[Collected data entries]
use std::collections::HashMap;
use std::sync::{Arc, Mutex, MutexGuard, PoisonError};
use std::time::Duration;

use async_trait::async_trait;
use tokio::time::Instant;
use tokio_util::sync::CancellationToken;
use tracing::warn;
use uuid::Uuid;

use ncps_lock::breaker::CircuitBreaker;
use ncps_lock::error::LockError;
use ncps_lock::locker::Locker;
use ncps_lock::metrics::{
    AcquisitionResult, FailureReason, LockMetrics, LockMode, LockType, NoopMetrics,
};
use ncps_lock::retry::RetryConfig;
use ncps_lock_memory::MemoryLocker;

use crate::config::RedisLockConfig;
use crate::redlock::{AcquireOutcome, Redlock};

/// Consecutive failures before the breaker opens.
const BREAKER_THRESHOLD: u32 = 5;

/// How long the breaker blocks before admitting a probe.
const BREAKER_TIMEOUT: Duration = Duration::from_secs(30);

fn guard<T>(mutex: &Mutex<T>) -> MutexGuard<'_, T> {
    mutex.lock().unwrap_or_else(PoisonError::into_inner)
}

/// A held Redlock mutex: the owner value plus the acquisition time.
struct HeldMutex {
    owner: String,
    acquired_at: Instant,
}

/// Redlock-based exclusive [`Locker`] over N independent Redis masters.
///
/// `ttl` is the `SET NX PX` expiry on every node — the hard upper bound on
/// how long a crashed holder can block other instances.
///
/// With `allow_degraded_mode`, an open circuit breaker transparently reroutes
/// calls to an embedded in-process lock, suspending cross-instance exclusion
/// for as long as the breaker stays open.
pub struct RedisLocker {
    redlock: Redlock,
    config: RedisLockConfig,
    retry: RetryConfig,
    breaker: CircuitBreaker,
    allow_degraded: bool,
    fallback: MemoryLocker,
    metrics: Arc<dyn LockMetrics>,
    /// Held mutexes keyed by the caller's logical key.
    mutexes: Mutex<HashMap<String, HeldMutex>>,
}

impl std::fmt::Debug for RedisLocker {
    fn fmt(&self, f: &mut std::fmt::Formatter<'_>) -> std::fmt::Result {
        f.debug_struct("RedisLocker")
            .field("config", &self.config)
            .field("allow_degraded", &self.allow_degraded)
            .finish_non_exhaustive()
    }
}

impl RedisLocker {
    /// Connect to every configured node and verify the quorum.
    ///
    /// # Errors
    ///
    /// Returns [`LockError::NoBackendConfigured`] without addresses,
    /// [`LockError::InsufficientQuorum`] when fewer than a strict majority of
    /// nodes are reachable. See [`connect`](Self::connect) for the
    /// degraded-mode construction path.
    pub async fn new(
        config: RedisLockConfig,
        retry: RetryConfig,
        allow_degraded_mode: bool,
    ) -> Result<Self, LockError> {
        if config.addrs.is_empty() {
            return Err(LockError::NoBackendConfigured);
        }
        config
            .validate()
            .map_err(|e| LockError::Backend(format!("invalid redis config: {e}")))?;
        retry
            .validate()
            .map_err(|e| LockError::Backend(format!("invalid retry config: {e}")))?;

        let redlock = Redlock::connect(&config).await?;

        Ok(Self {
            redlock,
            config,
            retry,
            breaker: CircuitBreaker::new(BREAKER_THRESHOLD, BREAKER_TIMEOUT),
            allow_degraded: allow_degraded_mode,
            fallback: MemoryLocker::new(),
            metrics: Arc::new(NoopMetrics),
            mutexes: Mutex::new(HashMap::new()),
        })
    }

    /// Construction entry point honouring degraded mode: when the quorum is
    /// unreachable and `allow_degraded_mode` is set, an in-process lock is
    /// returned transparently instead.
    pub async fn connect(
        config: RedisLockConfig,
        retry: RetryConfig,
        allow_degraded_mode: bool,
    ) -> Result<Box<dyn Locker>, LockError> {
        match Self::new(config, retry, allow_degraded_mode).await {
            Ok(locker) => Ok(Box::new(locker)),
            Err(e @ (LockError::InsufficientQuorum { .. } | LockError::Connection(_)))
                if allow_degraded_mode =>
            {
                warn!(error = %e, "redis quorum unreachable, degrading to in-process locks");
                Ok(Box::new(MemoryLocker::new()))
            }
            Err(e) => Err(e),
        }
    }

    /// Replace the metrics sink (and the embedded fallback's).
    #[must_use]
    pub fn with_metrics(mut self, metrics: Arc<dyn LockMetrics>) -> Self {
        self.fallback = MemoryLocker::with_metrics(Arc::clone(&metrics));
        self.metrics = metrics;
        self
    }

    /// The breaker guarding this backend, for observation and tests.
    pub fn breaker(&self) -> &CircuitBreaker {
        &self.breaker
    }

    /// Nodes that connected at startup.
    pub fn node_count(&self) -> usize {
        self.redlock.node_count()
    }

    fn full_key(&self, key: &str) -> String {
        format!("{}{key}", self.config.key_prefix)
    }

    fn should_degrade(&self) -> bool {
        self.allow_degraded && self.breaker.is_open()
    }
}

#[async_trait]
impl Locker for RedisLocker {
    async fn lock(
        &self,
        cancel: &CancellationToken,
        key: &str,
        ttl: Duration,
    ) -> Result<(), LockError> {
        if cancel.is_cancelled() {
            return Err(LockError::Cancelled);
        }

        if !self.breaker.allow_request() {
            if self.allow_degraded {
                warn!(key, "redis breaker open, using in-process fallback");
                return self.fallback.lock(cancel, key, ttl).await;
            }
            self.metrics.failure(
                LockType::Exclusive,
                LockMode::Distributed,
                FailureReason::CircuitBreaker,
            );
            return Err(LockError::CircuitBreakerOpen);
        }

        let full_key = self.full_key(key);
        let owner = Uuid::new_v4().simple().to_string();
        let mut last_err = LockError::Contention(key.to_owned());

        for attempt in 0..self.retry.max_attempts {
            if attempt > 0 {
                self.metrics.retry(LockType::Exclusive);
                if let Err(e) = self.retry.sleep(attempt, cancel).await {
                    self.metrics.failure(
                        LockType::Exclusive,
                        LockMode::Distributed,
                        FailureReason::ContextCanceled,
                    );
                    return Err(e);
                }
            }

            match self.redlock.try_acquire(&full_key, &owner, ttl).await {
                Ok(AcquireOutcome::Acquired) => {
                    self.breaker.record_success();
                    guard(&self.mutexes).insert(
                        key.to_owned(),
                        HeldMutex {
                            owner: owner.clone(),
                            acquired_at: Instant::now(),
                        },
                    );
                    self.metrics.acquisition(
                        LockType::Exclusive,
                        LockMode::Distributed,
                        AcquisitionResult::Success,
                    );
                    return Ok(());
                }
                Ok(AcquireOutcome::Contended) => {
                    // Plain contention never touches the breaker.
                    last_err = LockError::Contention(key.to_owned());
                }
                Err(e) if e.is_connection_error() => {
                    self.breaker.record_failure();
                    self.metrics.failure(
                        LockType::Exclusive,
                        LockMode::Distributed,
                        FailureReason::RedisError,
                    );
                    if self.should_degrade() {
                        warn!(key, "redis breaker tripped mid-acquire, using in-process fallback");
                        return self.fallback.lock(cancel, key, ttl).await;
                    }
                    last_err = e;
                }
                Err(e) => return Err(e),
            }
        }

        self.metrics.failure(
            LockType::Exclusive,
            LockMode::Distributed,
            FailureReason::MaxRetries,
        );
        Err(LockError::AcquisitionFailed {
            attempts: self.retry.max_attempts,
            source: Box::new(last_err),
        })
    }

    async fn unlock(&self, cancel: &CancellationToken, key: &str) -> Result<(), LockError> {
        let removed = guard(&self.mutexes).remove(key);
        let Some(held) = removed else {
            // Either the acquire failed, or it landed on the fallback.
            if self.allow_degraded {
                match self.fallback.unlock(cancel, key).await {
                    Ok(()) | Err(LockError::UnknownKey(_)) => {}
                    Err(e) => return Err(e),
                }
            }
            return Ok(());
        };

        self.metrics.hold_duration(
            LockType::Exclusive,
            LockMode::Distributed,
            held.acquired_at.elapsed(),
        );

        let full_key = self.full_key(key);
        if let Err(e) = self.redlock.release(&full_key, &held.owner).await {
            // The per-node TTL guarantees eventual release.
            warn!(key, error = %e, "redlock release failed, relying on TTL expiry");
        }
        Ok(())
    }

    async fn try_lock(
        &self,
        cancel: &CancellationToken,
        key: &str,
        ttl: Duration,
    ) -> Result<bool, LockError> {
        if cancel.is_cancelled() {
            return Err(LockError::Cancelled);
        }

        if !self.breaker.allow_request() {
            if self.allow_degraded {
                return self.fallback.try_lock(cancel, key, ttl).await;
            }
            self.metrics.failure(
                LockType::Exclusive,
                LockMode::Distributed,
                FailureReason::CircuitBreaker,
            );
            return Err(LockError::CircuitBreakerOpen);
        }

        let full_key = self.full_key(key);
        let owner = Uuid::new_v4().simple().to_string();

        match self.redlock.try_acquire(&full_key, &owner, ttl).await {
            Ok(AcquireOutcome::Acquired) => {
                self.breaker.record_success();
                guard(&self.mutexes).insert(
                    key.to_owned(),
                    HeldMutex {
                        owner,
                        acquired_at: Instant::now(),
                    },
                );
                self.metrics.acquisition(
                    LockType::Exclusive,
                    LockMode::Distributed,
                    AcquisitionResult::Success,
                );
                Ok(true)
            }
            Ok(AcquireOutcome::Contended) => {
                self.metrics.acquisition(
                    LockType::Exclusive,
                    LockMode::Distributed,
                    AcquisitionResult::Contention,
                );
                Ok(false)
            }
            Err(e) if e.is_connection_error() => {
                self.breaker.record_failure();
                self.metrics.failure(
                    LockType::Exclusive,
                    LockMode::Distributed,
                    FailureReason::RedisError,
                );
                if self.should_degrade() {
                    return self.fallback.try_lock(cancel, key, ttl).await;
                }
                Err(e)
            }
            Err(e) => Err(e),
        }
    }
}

• WHAT TO DO:
Wherever a line in the entries above holds "mutexes", copy that line.

• TASK RESPONSE:
    /// Held mutexes keyed by the caller's logical key.
    mutexes: Mutex<HashMap<String, HeldMutex>>,
            mutexes: Mutex::new(HashMap::new()),
                    guard(&self.mutexes).insert(
        let removed = guard(&self.mutexes).remove(key);
                guard(&self.mutexes).insert(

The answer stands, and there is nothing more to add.